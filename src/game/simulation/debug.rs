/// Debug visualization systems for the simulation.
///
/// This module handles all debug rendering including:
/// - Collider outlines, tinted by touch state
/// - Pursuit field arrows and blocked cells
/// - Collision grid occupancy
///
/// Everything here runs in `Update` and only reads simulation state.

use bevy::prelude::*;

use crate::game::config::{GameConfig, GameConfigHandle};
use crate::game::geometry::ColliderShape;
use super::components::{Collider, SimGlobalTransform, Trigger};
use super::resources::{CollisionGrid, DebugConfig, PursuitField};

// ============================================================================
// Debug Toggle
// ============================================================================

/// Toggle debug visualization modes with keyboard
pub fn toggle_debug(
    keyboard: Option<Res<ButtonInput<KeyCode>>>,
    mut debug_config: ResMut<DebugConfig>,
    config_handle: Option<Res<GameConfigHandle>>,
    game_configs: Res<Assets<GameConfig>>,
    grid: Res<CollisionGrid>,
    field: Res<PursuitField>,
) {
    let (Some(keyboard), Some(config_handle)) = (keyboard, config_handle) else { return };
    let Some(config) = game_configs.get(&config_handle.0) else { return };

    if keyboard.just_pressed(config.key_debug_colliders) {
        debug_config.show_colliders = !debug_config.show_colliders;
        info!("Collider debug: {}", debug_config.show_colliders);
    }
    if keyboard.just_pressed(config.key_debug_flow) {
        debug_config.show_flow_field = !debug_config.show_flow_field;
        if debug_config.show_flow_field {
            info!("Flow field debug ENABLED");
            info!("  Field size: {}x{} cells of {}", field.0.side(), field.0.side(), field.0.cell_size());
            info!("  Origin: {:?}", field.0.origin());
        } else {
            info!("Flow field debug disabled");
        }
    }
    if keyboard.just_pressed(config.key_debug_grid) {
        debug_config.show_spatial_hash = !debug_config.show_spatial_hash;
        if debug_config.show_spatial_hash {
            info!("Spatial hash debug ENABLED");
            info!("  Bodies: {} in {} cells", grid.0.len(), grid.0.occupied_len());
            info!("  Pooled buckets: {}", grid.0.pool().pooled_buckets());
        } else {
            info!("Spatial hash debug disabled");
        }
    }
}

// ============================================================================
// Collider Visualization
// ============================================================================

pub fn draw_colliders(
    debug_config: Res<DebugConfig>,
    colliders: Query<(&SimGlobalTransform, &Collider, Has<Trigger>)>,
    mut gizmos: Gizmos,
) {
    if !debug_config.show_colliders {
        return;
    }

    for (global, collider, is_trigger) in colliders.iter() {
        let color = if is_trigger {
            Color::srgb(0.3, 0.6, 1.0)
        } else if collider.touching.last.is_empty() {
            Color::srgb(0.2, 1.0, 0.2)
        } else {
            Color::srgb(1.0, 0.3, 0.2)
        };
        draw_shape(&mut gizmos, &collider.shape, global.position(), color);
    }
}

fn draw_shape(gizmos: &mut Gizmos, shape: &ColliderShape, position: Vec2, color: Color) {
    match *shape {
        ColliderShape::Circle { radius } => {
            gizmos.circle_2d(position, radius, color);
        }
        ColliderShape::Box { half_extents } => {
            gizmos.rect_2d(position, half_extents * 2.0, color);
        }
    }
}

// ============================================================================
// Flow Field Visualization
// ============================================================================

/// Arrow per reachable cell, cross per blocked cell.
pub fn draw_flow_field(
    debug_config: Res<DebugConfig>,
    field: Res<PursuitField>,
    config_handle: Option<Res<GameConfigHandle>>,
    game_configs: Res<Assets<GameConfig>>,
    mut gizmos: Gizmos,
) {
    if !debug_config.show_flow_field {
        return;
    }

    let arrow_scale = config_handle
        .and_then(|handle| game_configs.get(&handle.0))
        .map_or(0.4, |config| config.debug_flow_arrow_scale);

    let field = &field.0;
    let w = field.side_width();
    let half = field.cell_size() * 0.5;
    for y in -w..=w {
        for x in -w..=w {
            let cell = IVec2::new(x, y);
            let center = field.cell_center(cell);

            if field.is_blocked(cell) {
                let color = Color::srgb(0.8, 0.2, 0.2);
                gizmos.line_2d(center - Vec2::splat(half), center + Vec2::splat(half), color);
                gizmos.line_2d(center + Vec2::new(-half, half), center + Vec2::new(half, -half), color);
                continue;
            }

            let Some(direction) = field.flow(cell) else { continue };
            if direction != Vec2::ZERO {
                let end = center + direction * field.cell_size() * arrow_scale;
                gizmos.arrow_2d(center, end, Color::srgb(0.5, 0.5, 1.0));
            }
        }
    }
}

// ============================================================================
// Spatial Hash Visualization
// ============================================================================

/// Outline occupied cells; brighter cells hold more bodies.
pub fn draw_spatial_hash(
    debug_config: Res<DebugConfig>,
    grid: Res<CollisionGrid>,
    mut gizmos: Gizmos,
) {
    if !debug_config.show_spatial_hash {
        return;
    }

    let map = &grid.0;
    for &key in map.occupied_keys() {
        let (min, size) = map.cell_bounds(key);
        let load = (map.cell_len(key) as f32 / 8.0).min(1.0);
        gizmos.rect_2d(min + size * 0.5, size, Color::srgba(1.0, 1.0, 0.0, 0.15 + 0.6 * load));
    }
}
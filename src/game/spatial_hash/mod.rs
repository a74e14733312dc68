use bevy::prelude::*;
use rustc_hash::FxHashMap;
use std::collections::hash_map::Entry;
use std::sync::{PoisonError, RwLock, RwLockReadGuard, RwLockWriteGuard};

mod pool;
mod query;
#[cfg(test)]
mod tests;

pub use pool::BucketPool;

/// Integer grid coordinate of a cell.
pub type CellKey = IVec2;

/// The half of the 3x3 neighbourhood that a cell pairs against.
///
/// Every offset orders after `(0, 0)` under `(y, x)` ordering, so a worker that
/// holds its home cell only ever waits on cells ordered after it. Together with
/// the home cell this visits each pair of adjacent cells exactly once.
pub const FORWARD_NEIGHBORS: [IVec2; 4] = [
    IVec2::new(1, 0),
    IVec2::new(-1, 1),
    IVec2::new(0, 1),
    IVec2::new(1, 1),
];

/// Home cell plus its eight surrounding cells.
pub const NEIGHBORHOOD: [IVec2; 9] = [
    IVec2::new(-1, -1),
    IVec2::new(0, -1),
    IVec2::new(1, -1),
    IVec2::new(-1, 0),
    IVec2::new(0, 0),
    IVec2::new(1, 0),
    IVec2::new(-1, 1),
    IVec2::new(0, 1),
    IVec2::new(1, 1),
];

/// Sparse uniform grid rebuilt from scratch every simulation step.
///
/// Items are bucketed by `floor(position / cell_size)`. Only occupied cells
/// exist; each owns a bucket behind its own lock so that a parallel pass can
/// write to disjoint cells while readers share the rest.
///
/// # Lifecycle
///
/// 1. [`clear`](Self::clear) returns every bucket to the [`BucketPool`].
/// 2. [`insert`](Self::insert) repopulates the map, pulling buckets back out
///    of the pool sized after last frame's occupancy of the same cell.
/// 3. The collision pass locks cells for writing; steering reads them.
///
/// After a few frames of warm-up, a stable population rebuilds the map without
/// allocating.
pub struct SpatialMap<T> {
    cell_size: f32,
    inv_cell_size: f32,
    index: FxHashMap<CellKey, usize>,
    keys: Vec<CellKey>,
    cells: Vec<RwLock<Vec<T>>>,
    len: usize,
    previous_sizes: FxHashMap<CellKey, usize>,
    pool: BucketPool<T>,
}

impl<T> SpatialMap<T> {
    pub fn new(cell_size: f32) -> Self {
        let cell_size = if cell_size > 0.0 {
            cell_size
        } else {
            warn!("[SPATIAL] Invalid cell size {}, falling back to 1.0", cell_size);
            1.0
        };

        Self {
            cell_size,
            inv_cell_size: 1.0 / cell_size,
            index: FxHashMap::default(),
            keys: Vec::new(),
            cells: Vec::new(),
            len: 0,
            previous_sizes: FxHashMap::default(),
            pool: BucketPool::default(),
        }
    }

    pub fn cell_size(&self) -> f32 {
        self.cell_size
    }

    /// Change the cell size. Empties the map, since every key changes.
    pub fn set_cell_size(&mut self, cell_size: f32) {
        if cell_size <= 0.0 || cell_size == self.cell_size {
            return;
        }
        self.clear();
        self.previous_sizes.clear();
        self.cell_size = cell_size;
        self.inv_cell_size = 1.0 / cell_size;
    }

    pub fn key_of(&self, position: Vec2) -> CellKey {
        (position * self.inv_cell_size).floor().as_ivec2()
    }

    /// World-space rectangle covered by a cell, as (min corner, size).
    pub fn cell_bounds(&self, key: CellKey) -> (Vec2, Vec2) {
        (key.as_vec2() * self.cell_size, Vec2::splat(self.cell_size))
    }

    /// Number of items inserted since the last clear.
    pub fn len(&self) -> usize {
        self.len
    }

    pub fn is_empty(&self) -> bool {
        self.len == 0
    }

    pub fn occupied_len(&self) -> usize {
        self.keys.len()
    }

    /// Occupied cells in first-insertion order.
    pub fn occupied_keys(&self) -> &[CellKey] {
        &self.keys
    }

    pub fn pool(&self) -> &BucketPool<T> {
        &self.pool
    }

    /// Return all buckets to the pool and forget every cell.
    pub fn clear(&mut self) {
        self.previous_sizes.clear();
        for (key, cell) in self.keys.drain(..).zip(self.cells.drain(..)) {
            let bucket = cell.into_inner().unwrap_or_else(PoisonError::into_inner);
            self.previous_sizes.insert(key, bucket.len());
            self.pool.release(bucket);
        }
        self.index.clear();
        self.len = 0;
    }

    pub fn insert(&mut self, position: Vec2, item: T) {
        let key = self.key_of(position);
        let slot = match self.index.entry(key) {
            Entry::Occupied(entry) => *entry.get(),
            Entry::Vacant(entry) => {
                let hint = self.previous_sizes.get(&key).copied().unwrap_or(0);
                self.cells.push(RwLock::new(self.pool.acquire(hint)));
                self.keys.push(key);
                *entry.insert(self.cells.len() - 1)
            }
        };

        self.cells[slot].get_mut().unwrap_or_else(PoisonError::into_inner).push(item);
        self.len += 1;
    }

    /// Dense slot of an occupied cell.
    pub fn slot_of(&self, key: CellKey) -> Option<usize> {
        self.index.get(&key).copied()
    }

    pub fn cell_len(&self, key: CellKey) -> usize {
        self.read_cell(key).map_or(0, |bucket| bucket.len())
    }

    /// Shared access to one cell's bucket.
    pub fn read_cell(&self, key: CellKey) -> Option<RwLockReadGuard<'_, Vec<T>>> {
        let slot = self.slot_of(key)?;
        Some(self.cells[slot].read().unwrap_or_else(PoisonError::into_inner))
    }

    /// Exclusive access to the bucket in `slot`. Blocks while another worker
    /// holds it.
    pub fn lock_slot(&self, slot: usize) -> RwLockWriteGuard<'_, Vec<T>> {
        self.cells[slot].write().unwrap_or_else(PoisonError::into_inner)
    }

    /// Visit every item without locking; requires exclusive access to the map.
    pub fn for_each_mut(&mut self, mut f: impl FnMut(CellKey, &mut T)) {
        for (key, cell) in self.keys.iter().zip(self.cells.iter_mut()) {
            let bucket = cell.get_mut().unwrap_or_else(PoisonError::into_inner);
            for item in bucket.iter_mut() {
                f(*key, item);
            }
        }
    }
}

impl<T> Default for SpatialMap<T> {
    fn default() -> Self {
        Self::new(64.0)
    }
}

+--

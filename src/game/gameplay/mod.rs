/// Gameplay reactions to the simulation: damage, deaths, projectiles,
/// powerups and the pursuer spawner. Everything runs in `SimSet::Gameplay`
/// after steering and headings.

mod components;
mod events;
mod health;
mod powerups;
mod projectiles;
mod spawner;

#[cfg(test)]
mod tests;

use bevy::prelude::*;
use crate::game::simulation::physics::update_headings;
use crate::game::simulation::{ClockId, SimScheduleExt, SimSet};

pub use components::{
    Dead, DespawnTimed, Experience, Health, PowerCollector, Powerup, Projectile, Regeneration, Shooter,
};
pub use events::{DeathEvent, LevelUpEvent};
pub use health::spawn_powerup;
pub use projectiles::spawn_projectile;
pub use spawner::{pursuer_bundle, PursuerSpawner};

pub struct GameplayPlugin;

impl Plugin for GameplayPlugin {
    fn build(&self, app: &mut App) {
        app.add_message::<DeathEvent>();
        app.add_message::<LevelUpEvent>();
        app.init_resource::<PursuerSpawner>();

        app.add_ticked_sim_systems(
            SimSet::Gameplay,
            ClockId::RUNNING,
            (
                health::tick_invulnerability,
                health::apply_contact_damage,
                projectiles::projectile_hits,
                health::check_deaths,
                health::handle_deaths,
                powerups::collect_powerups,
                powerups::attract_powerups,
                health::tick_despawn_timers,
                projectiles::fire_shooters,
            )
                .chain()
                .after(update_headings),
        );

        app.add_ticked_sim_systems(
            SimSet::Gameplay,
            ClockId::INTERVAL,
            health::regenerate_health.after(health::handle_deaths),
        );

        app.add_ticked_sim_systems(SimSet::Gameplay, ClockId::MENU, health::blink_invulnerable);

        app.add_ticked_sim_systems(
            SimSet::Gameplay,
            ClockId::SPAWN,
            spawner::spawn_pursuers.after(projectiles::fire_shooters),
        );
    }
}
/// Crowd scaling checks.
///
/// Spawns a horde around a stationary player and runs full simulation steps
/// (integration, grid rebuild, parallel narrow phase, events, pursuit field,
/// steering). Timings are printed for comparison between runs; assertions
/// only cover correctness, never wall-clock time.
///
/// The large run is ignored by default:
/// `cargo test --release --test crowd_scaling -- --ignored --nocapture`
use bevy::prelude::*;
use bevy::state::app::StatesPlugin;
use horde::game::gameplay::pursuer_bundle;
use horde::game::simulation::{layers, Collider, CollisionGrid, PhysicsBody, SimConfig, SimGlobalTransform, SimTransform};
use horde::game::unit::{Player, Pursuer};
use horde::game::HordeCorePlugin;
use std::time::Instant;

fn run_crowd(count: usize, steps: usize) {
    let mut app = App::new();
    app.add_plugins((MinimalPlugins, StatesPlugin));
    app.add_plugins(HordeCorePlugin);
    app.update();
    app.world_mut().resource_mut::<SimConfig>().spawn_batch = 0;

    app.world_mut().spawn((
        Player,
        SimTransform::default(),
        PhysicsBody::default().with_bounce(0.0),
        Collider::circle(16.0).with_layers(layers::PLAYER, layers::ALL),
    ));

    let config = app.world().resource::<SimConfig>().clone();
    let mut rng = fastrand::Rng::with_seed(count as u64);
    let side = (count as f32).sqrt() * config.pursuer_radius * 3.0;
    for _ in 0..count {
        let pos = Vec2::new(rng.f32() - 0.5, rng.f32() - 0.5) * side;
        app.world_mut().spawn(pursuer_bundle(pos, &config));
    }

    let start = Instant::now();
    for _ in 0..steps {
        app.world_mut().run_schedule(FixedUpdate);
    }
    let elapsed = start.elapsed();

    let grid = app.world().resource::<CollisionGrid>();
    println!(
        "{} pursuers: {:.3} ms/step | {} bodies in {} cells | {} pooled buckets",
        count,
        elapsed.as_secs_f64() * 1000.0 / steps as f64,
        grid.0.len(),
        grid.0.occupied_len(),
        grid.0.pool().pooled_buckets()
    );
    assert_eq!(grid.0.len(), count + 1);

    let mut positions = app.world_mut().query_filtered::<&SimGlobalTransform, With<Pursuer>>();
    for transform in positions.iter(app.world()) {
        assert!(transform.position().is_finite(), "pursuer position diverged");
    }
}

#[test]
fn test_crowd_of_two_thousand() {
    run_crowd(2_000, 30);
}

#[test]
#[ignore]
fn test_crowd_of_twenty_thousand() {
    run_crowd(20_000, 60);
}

+--

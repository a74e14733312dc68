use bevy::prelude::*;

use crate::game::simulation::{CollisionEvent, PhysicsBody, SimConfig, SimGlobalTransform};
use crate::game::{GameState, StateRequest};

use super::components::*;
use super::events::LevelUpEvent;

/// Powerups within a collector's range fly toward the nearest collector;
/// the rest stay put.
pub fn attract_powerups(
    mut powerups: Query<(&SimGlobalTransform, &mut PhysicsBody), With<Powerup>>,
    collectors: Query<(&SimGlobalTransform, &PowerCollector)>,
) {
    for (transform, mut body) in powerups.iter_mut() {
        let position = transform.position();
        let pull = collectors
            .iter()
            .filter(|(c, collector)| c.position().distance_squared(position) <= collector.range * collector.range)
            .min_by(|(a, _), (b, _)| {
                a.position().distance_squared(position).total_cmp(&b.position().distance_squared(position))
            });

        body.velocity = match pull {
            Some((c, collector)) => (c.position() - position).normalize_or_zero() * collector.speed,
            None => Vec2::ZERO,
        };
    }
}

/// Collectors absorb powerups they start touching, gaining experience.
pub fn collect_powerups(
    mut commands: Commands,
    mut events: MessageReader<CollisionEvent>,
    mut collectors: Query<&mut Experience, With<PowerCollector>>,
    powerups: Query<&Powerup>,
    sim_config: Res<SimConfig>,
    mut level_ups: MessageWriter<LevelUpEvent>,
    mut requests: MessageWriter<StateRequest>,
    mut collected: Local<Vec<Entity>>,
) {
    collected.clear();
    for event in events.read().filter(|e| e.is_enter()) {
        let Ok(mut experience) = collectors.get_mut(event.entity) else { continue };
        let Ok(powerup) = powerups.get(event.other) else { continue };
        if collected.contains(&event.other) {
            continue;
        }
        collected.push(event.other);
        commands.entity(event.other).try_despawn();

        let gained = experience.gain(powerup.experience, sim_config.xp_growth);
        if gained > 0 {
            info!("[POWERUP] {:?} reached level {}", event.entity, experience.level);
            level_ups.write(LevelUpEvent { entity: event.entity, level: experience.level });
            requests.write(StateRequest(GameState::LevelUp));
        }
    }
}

+--

> [WORK TO COMPLETE]: In the records above, find each line that mentions the word "center", and copy it.

> [ANSWER TO THIS EXERCISE]:
            let center = field.cell_center(cell);
                gizmos.line_2d(center - Vec2::splat(half), center + Vec2::splat(half), color);
                gizmos.line_2d(center + Vec2::new(-half, half), center + Vec2::new(half, -half), color);
                let end = center + direction * field.cell_size() * arrow_scale;
                gizmos.arrow_2d(center, end, Color::srgb(0.5, 0.5, 1.0));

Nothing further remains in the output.